Il frappa du pied et se fâcha.

— Eh bien… Déboutonne-toi, Pélaguée ! dit Maria.

Toute rouge, elle fouilla et tâta les vêtements de la mère en chuchotant :

— Hein ! quels chiens ?

— Qu’est-ce que tu dis ? cria l’officier avec rudesse, et il jeta un coup d’œil dans l’encoignure où elle accomplissait sa besogne.

— C’est une affaire de femme, Votre Noblesse ! murmura Korsounova d’une voix craintive.

Lorsque l’officier ordonna à la mère de signer le procès-verbal, elle traça ces mots d’une écriture gauche, en caractères d’imprimerie :

« Pélaguée Nilovna Vlassov, veuve d’un ouvrier. »

— Qu’as-tu écrit ? Pourquoi as-tu écrit cela ? s’exclama l’officier en fronçant dédaigneusement le sourcil ; et il ajouta avec un rire ironique :

— Quels sauvages !

Les gendarmes partirent. La mère se plaça devant la fenêtre ; les bras croisés sur la poitrine, elle resta là longtemps, les yeux fixés devant elle sans rien voir. Ses sourcils étaient relevés et ses lèvres pincées. Elle serrait les mâchoires avec tant de force qu’elle en eut bientôt mal aux dents. Il n’y avait plus de pétrole dans la lampe, la lumière s’éteignait avec de petits pétillements. La mère souffla sur la mèche et resta dans l’obscurité. Sa colère et son humiliation avaient disparu ; un nuage obscur et froid d’angoisse éperdue la pénétrait et lui remplissait la poitrine, gênant les battements de son cœur.
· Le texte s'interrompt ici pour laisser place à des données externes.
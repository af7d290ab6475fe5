use crate::components::alert::Alert;
use crate::components::select::QuantitySelect;
use shopfront_core::Item;
use yew::prelude::*;

#[derive(Properties, PartialEq, Clone)]
pub struct ItemCardProps {
    pub item: Item,
    /// Current quantity selection for this item.
    pub quantity: u32,
    #[prop_or_default]
    pub error: Option<AttrValue>,
    /// Emits `(item_id, quantity)` when the dropdown changes.
    #[prop_or_default]
    pub on_quantity_change: Callback<(u32, u32)>,
    /// Emits the item id when the buy button is pressed.
    #[prop_or_default]
    pub on_buy: Callback<u32>,
}

/// One catalog entry: details, quantity dropdown and buy button.
///
/// The dropdown is not rendered for zero-stock items and the buy button
/// is disabled, so no purchase can be started for them.
#[function_component(ItemCard)]
pub fn item_card(props: &ItemCardProps) -> Html {
    let item_id = props.item.id;
    let out_of_stock = props.item.stock == 0;

    let on_quantity = {
        let cb = props.on_quantity_change.clone();
        Callback::from(move |quantity: u32| cb.emit((item_id, quantity)))
    };
    let on_buy = {
        let cb = props.on_buy.clone();
        Callback::from(move |_: MouseEvent| cb.emit(item_id))
    };

    html! {
        <article class="item-card">
            <h2>{ props.item.name.clone() }</h2>
            <p>{ props.item.description.clone() }</p>
            <p class="stock-line">{ format!("Available Stock: {}", props.item.stock) }</p>
            <div class="purchase-controls">
                { if out_of_stock {
                    Html::default()
                } else {
                    html! {
                        <QuantitySelect
                            max={props.item.stock}
                            value={props.quantity}
                            on_change={on_quantity}
                        />
                    }
                }}
                <button class="buy-btn" disabled={out_of_stock} onclick={on_buy}>
                    { "Buy Now" }
                </button>
            </div>
            { props.error.as_ref().map_or_else(Html::default, |message| {
                html! { <Alert message={message.clone()} /> }
            })}
        </article>
    }
}
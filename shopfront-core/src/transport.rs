use async_trait::async_trait;
use serde_json::Value;
use std::fmt;
use thiserror::Error;

#[derive(Debug, Clone, Copy, PartialEq, Eq)]
pub enum Method {
    Get,
    Post,
}

impl Method {
    #[must_use]
    pub const fn as_str(self) -> &'static str {
        match self {
            Self::Get => "GET",
            Self::Post => "POST",
        }
    }
}

impl fmt::Display for Method {
    fn fmt(&self, f: &mut fmt::Formatter<'_>) -> fmt::Result {
        f.write_str(self.as_str())
    }
}

/// A request as the coordinator sees it: method, path, optional JSON body.
#[derive(Debug, Clone, PartialEq)]
pub struct HttpRequest {
    pub method: Method,
    pub path: String,
    pub body: Option<Value>,
}

impl HttpRequest {
    #[must_use]
    pub fn get(path: impl Into<String>) -> Self {
        Self {
            method: Method::Get,
            path: path.into(),
            body: None,
        }
    }

    #[must_use]
    pub fn post(path: impl Into<String>, body: Value) -> Self {
        Self {
            method: Method::Post,
            path: path.into(),
            body: Some(body),
        }
    }
}

#[derive(Debug, Clone, PartialEq)]
pub struct HttpResponse {
    pub status: u16,
    pub body: Value,
}

impl HttpResponse {
    /// Whether the status counts as success at the transport level.
    #[must_use]
    pub fn is_ok(&self) -> bool {
        (200..300).contains(&self.status)
    }
}

#[derive(Debug, Error)]
pub enum TransportError {
    #[error("request could not be sent: {0}")]
    Send(String),
    #[error("no declared interaction matched {0} {1}")]
    Unmatched(Method, String),
}

/// Seam between the coordinator and whatever actually moves bytes: the
/// browser fetch in production, a declared-interaction mock in tests.
///
/// Futures are not `Send` because the wasm transport runs on the
/// single-threaded browser event loop.
#[async_trait(?Send)]
pub trait Transport {
    async fn send(&self, request: HttpRequest) -> Result<HttpResponse, TransportError>;
}

#[cfg(test)]
mod tests {
    use super::*;

    #[test]
    fn ok_statuses_cover_the_2xx_range() {
        for status in [200, 201, 204, 299] {
            let resp = HttpResponse {
                status,
                body: Value::Null,
            };
            assert!(resp.is_ok(), "status {status} should be ok");
        }
        for status in [199, 300, 404, 500] {
            let resp = HttpResponse {
                status,
                body: Value::Null,
            };
            assert!(!resp.is_ok(), "status {status} should not be ok");
        }
    }

    #[test]
    fn request_constructors_set_method_and_body() {
        let get = HttpRequest::get("/items");
        assert_eq!(get.method, Method::Get);
        assert!(get.body.is_none());

        let post = HttpRequest::post("/purchase", serde_json::json!({"itemId": 1}));
        assert_eq!(post.method, Method::Post);
        assert!(post.body.is_some());
    }
}
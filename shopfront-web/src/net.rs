//! Browser fetch transport for the order service.

use async_trait::async_trait;
use shopfront_core::transport::{HttpRequest, HttpResponse, Method, Transport, TransportError};

#[derive(Debug, Clone, Copy, Default)]
pub struct FetchTransport;

fn send_error(err: gloo_net::Error) -> TransportError {
    TransportError::Send(err.to_string())
}

#[async_trait(?Send)]
impl Transport for FetchTransport {
    async fn send(&self, request: HttpRequest) -> Result<HttpResponse, TransportError> {
        let builder = match request.method {
            Method::Get => gloo_net::http::Request::get(&request.path),
            Method::Post => gloo_net::http::Request::post(&request.path),
        };
        let prepared = match request.body {
            Some(body) => builder.json(&body).map_err(send_error)?,
            None => builder.build().map_err(send_error)?,
        };
        let response = prepared.send().await.map_err(send_error)?;
        let status = response.status();
        // Success responses may carry no body at all; only the status is
        // load-bearing for the coordinator.
        let body = response
            .json::<serde_json::Value>()
            .await
            .unwrap_or(serde_json::Value::Null);
        Ok(HttpResponse { status, body })
    }
}
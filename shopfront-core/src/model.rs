use serde::{Deserialize, Serialize};

/// One purchasable product as returned by the items endpoint.
///
/// Items are replaced wholesale whenever a catalog load completes; the
/// coordinator never mutates an item field-by-field. Stock changes are
/// observed only through a fresh load.
#[derive(Debug, Clone, PartialEq, Eq, Serialize, Deserialize)]
pub struct Item {
    pub id: u32,
    pub name: String,
    pub description: String,
    pub stock: u32,
}

/// Body of the purchase request, wire-encoded as `{"itemId": …, "quantity": …}`.
#[derive(Debug, Clone, Copy, PartialEq, Eq, Serialize, Deserialize)]
#[serde(rename_all = "camelCase")]
pub struct PurchaseOrder {
    pub item_id: u32,
    pub quantity: u32,
}
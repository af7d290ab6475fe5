//! End-to-end coordinator flows against the declared-interaction mock.

use serde_json::json;
use shopfront_core::contract::{Interaction, MockTransport};
use shopfront_core::shop::{
    CATALOG_LOAD_FAILED_MESSAGE, PURCHASE_FAILED_MESSAGE, PurchaseOutcome,
};
use shopfront_core::transport::Method;
use shopfront_core::{ShopClient, ShopConfig, Storefront};

const ITEMS_PATH: &str = "/order-service/v1/items";
const PURCHASE_PATH: &str = "/order-service/v1/purchase";

fn two_item_catalog() -> serde_json::Value {
    json!([
        {"id": 1, "name": "Test Item 1", "description": "This is a test item", "stock": 5},
        {"id": 2, "name": "Test Item 2", "description": "This is another test item", "stock": 3},
    ])
}

fn storefront(mock: &MockTransport) -> Storefront<MockTransport> {
    Storefront::new(ShopClient::new(mock.clone(), ShopConfig::default()))
}

fn declare_items(mock: &MockTransport, body: serde_json::Value) {
    mock.declare(
        Interaction::new(Method::Get, ITEMS_PATH, 200, body)
            .with_description("Get items should return a success response")
            .with_provider_state("There are 2 items"),
    );
}

#[tokio::test]
async fn catalog_load_selects_one_of_everything() {
    let mock = MockTransport::new();
    declare_items(&mock, two_item_catalog());
    let mut shop = storefront(&mock);

    shop.load_catalog().await;

    let state = shop.state();
    let catalog_ids: Vec<u32> = state.items().iter().map(|item| item.id).collect();
    assert_eq!(catalog_ids, vec![1, 2]);
    assert_eq!(state.selections().len(), 2);
    for id in catalog_ids {
        assert_eq!(state.quantity_for(id), Some(1));
        assert!(state.purchase_error(id).is_none());
    }
    assert!(state.load_error().is_none());
}

#[tokio::test]
async fn successful_purchase_sends_selection_and_reloads_once() {
    let mock = MockTransport::new();
    declare_items(&mock, two_item_catalog());
    mock.declare(
        Interaction::new(Method::Post, PURCHASE_PATH, 200, serde_json::Value::Null)
            .with_description("Purchase should return a success response")
            .with_provider_state("There is an item with stock"),
    );
    let mut shop = storefront(&mock);
    shop.load_catalog().await;

    assert!(shop.set_quantity(1, 3));
    let outcome = shop.buy(1).await;

    assert_eq!(outcome, PurchaseOutcome::Completed);
    assert!(shop.state().purchase_error(1).is_none());

    let observed = mock.observed();
    assert_eq!(observed.len(), 3, "initial load, purchase, reload");
    assert_eq!(observed[1].method, Method::Post);
    assert_eq!(observed[1].path, PURCHASE_PATH);
    assert_eq!(
        observed[1].body,
        Some(json!({"itemId": 1, "quantity": 3}))
    );
    assert_eq!(observed[2].method, Method::Get);
    assert_eq!(observed[2].path, ITEMS_PATH);

    // The reload reset the selection back to 1.
    assert_eq!(shop.state().quantity_for(1), Some(1));
}

#[tokio::test]
async fn failed_purchase_marks_only_that_item_and_skips_reload() {
    let mock = MockTransport::new();
    declare_items(&mock, two_item_catalog());
    mock.declare(
        Interaction::new(Method::Post, PURCHASE_PATH, 500, serde_json::Value::Null)
            .with_description("Purchase should return an error")
            .with_provider_state("There is an error"),
    );
    let mut shop = storefront(&mock);
    shop.load_catalog().await;
    let catalog_before = shop.state().items().to_vec();

    let outcome = shop.buy(1).await;

    assert_eq!(outcome, PurchaseOutcome::Failed);
    assert_eq!(shop.state().purchase_error(1), Some(PURCHASE_FAILED_MESSAGE));
    assert!(shop.state().purchase_error(2).is_none());
    assert_eq!(shop.state().items(), catalog_before.as_slice());

    let observed = mock.observed();
    assert_eq!(observed.len(), 2, "no reload after a failed purchase");
    assert_eq!(observed[1].method, Method::Post);
}

#[tokio::test]
async fn retry_after_failure_clears_the_error() {
    let mock = MockTransport::new();
    declare_items(&mock, two_item_catalog());
    mock.declare(Interaction::new(
        Method::Post,
        PURCHASE_PATH,
        500,
        serde_json::Value::Null,
    ));
    let mut shop = storefront(&mock);
    shop.load_catalog().await;

    assert_eq!(shop.buy(1).await, PurchaseOutcome::Failed);
    assert!(shop.state().purchase_error(1).is_some());

    // The later declaration overrides the failing one.
    mock.declare(Interaction::new(
        Method::Post,
        PURCHASE_PATH,
        200,
        serde_json::Value::Null,
    ));
    assert_eq!(shop.buy(1).await, PurchaseOutcome::Completed);
    assert!(shop.state().purchase_error(1).is_none());
}

#[tokio::test]
async fn zero_stock_item_never_produces_a_request() {
    let mock = MockTransport::new();
    mock.declare(
        Interaction::new(
            Method::Get,
            ITEMS_PATH,
            200,
            json!([{
                "id": 1,
                "name": "Out of Stock Item",
                "description": "This item is out of stock",
                "stock": 0,
            }]),
        )
        .with_description("Get items should return an item with 0 stock")
        .with_provider_state("There is an item with 0 stock"),
    );
    let mut shop = storefront(&mock);
    shop.load_catalog().await;

    assert!(!shop.state().can_purchase(1));
    assert_eq!(shop.buy(1).await, PurchaseOutcome::Rejected);

    let observed = mock.observed();
    assert_eq!(observed.len(), 1, "only the initial catalog load");
    assert_eq!(observed[0].method, Method::Get);
}

#[tokio::test]
async fn load_failure_lands_in_the_catalog_level_slot() {
    let mock = MockTransport::new();
    mock.declare(Interaction::new(
        Method::Get,
        ITEMS_PATH,
        500,
        serde_json::Value::Null,
    ));
    let mut shop = storefront(&mock);

    shop.load_catalog().await;

    let state = shop.state();
    assert_eq!(state.load_error(), Some(CATALOG_LOAD_FAILED_MESSAGE));
    assert!(state.items().is_empty());
    assert!(state.selections().is_empty());

    // The coordinator stays usable: a retry against a recovered service
    // succeeds and clears the slot.
    mock.declare(Interaction::new(
        Method::Get,
        ITEMS_PATH,
        200,
        two_item_catalog(),
    ));
    shop.load_catalog().await;
    assert!(shop.state().load_error().is_none());
    assert_eq!(shop.state().items().len(), 2);
}

#[tokio::test]
async fn malformed_catalog_body_counts_as_load_failure() {
    let mock = MockTransport::new();
    mock.declare(Interaction::new(
        Method::Get,
        ITEMS_PATH,
        200,
        json!({"unexpected": "shape"}),
    ));
    let mut shop = storefront(&mock);

    shop.load_catalog().await;
    assert_eq!(shop.state().load_error(), Some(CATALOG_LOAD_FAILED_MESSAGE));
}

#[tokio::test]
async fn declared_interactions_persist_as_a_contract_record() {
    let mock = MockTransport::new();
    declare_items(&mock, two_item_catalog());
    mock.declare(
        Interaction::new(Method::Post, PURCHASE_PATH, 200, serde_json::Value::Null)
            .with_description("Purchase should return a success response")
            .with_provider_state("There is an item with stock"),
    );
    let mut shop = storefront(&mock);
    shop.load_catalog().await;
    shop.buy(1).await;

    let mut out = Vec::new();
    mock.pact("shop-frontend", "order-service")
        .write_to(&mut out)
        .expect("contract record");
    let doc: serde_json::Value = serde_json::from_slice(&out).expect("contract json");

    assert_eq!(doc["consumer"]["name"], "shop-frontend");
    assert_eq!(doc["provider"]["name"], "order-service");
    assert_eq!(doc["metadata"]["pactSpecification"]["version"], "2.0.0");
    let interactions = doc["interactions"].as_array().expect("interactions");
    assert_eq!(interactions.len(), 2);
    assert_eq!(interactions[0]["request"]["method"], "GET");
    assert_eq!(
        interactions[1]["providerStates"][0]["name"],
        "There is an item with stock"
    );
}
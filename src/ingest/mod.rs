//! Input loaders.
//!
//! Turn catalog and roster files into the inputs the aggregation pipeline
//! consumes.

pub mod catalog;
pub mod roster;

pub use catalog::{load_catalog, parse_catalog};
pub use roster::{load_roster, Roster, RosterOptions, RosterStats};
Elle demeura immobile jusqu’à ce que ses yeux et ses jambes fussent fatigués. Alors elle entendit Maria s’arrêter sous la fenêtre et crier d’une voix avinée :

— Pélaguée ! tu dors ? Ma pauvre malheureuse !… Dors, dors ! On outrage tout le monde, tout le monde !…

La mère se coucha sur son lit sans se déshabiller et tomba dans un profond sommeil, comme si elle eût roulé dans un précipice.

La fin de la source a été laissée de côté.